____ Available data
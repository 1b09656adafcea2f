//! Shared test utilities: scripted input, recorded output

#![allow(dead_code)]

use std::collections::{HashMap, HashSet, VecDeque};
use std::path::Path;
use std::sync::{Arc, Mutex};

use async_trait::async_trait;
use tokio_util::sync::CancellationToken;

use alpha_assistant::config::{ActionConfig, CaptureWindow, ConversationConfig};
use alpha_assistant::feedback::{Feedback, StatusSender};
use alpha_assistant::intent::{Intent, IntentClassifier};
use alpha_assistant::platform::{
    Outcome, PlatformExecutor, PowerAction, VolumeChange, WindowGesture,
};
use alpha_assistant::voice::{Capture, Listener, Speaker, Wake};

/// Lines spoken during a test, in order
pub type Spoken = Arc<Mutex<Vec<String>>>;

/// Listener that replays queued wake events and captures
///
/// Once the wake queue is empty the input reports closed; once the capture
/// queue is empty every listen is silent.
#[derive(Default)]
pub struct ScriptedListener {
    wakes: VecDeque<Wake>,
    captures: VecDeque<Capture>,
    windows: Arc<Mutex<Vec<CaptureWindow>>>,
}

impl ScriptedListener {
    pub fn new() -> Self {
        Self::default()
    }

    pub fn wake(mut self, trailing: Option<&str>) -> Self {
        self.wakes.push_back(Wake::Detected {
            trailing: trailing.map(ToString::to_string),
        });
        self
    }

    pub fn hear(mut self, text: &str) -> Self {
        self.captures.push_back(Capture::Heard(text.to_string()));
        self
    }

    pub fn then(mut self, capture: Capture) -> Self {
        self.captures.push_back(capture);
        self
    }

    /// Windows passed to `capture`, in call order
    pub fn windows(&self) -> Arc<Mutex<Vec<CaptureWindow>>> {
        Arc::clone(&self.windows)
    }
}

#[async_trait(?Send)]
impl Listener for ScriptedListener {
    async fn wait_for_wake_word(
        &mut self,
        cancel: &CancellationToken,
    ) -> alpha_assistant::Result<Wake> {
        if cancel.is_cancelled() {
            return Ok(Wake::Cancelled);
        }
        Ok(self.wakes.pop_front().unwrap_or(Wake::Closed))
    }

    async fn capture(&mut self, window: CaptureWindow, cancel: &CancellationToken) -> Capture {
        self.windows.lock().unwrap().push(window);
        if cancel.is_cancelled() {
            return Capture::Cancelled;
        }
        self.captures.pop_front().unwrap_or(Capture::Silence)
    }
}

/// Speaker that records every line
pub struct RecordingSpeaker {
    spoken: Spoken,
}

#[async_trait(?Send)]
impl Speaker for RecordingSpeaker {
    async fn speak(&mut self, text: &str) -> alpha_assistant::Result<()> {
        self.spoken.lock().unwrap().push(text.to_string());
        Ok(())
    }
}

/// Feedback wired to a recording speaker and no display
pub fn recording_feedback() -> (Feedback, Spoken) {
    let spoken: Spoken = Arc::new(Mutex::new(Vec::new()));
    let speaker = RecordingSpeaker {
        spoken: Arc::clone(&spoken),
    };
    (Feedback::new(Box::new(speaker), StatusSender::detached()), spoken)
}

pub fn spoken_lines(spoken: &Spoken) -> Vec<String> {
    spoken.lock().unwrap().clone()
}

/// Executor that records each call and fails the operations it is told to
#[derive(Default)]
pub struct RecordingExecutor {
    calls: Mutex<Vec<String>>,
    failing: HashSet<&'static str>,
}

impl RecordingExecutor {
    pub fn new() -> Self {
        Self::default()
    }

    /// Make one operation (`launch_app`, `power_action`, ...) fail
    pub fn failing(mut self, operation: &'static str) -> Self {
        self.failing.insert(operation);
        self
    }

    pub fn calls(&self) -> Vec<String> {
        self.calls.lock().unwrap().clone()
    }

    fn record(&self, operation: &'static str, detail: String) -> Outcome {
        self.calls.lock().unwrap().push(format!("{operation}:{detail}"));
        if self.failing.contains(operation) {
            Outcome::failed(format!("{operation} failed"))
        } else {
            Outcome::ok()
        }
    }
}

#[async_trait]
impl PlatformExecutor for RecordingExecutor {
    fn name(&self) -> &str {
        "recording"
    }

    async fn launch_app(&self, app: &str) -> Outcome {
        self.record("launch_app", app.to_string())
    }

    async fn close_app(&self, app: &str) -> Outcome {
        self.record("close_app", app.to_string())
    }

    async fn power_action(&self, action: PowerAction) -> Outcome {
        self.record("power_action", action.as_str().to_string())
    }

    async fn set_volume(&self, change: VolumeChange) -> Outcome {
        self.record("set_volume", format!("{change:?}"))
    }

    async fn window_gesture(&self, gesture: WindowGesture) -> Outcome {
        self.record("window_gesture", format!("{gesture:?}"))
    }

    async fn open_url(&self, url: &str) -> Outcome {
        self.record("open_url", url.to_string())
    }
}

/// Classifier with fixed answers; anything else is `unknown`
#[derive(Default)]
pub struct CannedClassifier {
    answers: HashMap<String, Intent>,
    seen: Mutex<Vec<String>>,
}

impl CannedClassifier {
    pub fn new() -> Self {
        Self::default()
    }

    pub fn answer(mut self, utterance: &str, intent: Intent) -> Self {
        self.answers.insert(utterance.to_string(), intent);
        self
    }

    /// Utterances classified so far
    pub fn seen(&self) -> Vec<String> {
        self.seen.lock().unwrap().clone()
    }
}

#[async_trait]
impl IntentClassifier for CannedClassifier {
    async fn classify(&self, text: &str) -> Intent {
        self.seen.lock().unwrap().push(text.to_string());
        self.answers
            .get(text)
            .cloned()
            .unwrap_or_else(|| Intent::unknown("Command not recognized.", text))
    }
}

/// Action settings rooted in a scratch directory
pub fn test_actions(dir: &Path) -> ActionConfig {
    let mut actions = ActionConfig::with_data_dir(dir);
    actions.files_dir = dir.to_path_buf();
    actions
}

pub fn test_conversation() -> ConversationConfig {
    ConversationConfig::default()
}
________
All of the material should be copied verbatim.

* [Expected answer]
repository 1b09656adafcea2f
//! Shared test utilities: scripted input, recorded output

#![allow(dead_code)]

use std::collections::{HashMap, HashSet, VecDeque};
use std::path::Path;
use std::sync::{Arc, Mutex};

use async_trait::async_trait;
use tokio_util::sync::CancellationToken;

use alpha_assistant::config::{ActionConfig, CaptureWindow, ConversationConfig};
use alpha_assistant::feedback::{Feedback, StatusSender};
use alpha_assistant::intent::{Intent, IntentClassifier};
use alpha_assistant::platform::{
    Outcome, PlatformExecutor, PowerAction, VolumeChange, WindowGesture,
};
use alpha_assistant::voice::{Capture, Listener, Speaker, Wake};

/// Lines spoken during a test, in order
pub type Spoken = Arc<Mutex<Vec<String>>>;

/// Listener that replays queued wake events and captures
///
/// Once the wake queue is empty the input reports closed; once the capture
/// queue is empty every listen is silent.
#[derive(Default)]
pub struct ScriptedListener {
    wakes: VecDeque<Wake>,
    captures: VecDeque<Capture>,
    windows: Arc<Mutex<Vec<CaptureWindow>>>,
}

impl ScriptedListener {
    pub fn new() -> Self {
        Self::default()
    }

    pub fn wake(mut self, trailing: Option<&str>) -> Self {
        self.wakes.push_back(Wake::Detected {
            trailing: trailing.map(ToString::to_string),
        });
        self
    }

    pub fn hear(mut self, text: &str) -> Self {
        self.captures.push_back(Capture::Heard(text.to_string()));
        self
    }

    pub fn then(mut self, capture: Capture) -> Self {
        self.captures.push_back(capture);
        self
    }

    /// Windows passed to `capture`, in call order
    pub fn windows(&self) -> Arc<Mutex<Vec<CaptureWindow>>> {
        Arc::clone(&self.windows)
    }
}

#[async_trait(?Send)]
impl Listener for ScriptedListener {
    async fn wait_for_wake_word(
        &mut self,
        cancel: &CancellationToken,
    ) -> alpha_assistant::Result<Wake> {
        if cancel.is_cancelled() {
            return Ok(Wake::Cancelled);
        }
        Ok(self.wakes.pop_front().unwrap_or(Wake::Closed))
    }

    async fn capture(&mut self, window: CaptureWindow, cancel: &CancellationToken) -> Capture {
        self.windows.lock().unwrap().push(window);
        if cancel.is_cancelled() {
            return Capture::Cancelled;
        }
        self.captures.pop_front().unwrap_or(Capture::Silence)
    }
}

/// Speaker that records every line
pub struct RecordingSpeaker {
    spoken: Spoken,
}

#[async_trait(?Send)]
impl Speaker for RecordingSpeaker {
    async fn speak(&mut self, text: &str) -> alpha_assistant::Result<()> {
        self.spoken.lock().unwrap().push(text.to_string());
        Ok(())
    }
}

/// Feedback wired to a recording speaker and no display
pub fn recording_feedback() -> (Feedback, Spoken) {
    let spoken: Spoken = Arc::new(Mutex::new(Vec::new()));
    let speaker = RecordingSpeaker {
        spoken: Arc::clone(&spoken),
    };
    (Feedback::new(Box::new(speaker), StatusSender::detached()), spoken)
}

pub fn spoken_lines(spoken: &Spoken) -> Vec<String> {
    spoken.lock().unwrap().clone()
}

/// Executor that records each call and fails the operations it is told to
#[derive(Default)]
pub struct RecordingExecutor {
    calls: Mutex<Vec<String>>,
    failing: HashSet<&'static str>,
}

impl RecordingExecutor {
    pub fn new() -> Self {
        Self::default()
    }

    /// Make one operation (`launch_app`, `power_action`, ...) fail
    pub fn failing(mut self, operation: &'static str) -> Self {
        self.failing.insert(operation);
        self
    }

    pub fn calls(&self) -> Vec<String> {
        self.calls.lock().unwrap().clone()
    }

    fn record(&self, operation: &'static str, detail: String) -> Outcome {
        self.calls.lock().unwrap().push(format!("{operation}:{detail}"));
        if self.failing.contains(operation) {
            Outcome::failed(format!("{operation} failed"))
        } else {
            Outcome::ok()
        }
    }
}

#[async_trait]
impl PlatformExecutor for RecordingExecutor {
    fn name(&self) -> &str {
        "recording"
    }

    async fn launch_app(&self, app: &str) -> Outcome {
        self.record("launch_app", app.to_string())
    }

    async fn close_app(&self, app: &str) -> Outcome {
        self.record("close_app", app.to_string())
    }

    async fn power_action(&self, action: PowerAction) -> Outcome {
        self.record("power_action", action.as_str().to_string())
    }

    async fn set_volume(&self, change: VolumeChange) -> Outcome {
        self.record("set_volume", format!("{change:?}"))
    }

    async fn window_gesture(&self, gesture: WindowGesture) -> Outcome {
        self.record("window_gesture", format!("{gesture:?}"))
    }

    async fn open_url(&self, url: &str) -> Outcome {
        self.record("open_url", url.to_string())
    }
}

/// Classifier with fixed answers; anything else is `unknown`
#[derive(Default)]
pub struct CannedClassifier {
    answers: HashMap<String, Intent>,
    seen: Mutex<Vec<String>>,
}

impl CannedClassifier {
    pub fn new() -> Self {
        Self::default()
    }

    pub fn answer(mut self, utterance: &str, intent: Intent) -> Self {
        self.answers.insert(utterance.to_string(), intent);
        self
    }

    /// Utterances classified so far
    pub fn seen(&self) -> Vec<String> {
        self.seen.lock().unwrap().clone()
    }
}

#[async_trait]
impl IntentClassifier for CannedClassifier {
    async fn classify(&self, text: &str) -> Intent {
        self.seen.lock().unwrap().push(text.to_string());
        self.answers
            .get(text)
            .cloned()
            .unwrap_or_else(|| Intent::unknown("Command not recognized.", text))
    }
}

/// Action settings rooted in a scratch directory
pub fn test_actions(dir: &Path) -> ActionConfig {
    let mut actions = ActionConfig::with_data_dir(dir);
    actions.files_dir = dir.to_path_buf();
    actions
}

pub fn test_conversation() -> ConversationConfig {
    ConversationConfig::default()
}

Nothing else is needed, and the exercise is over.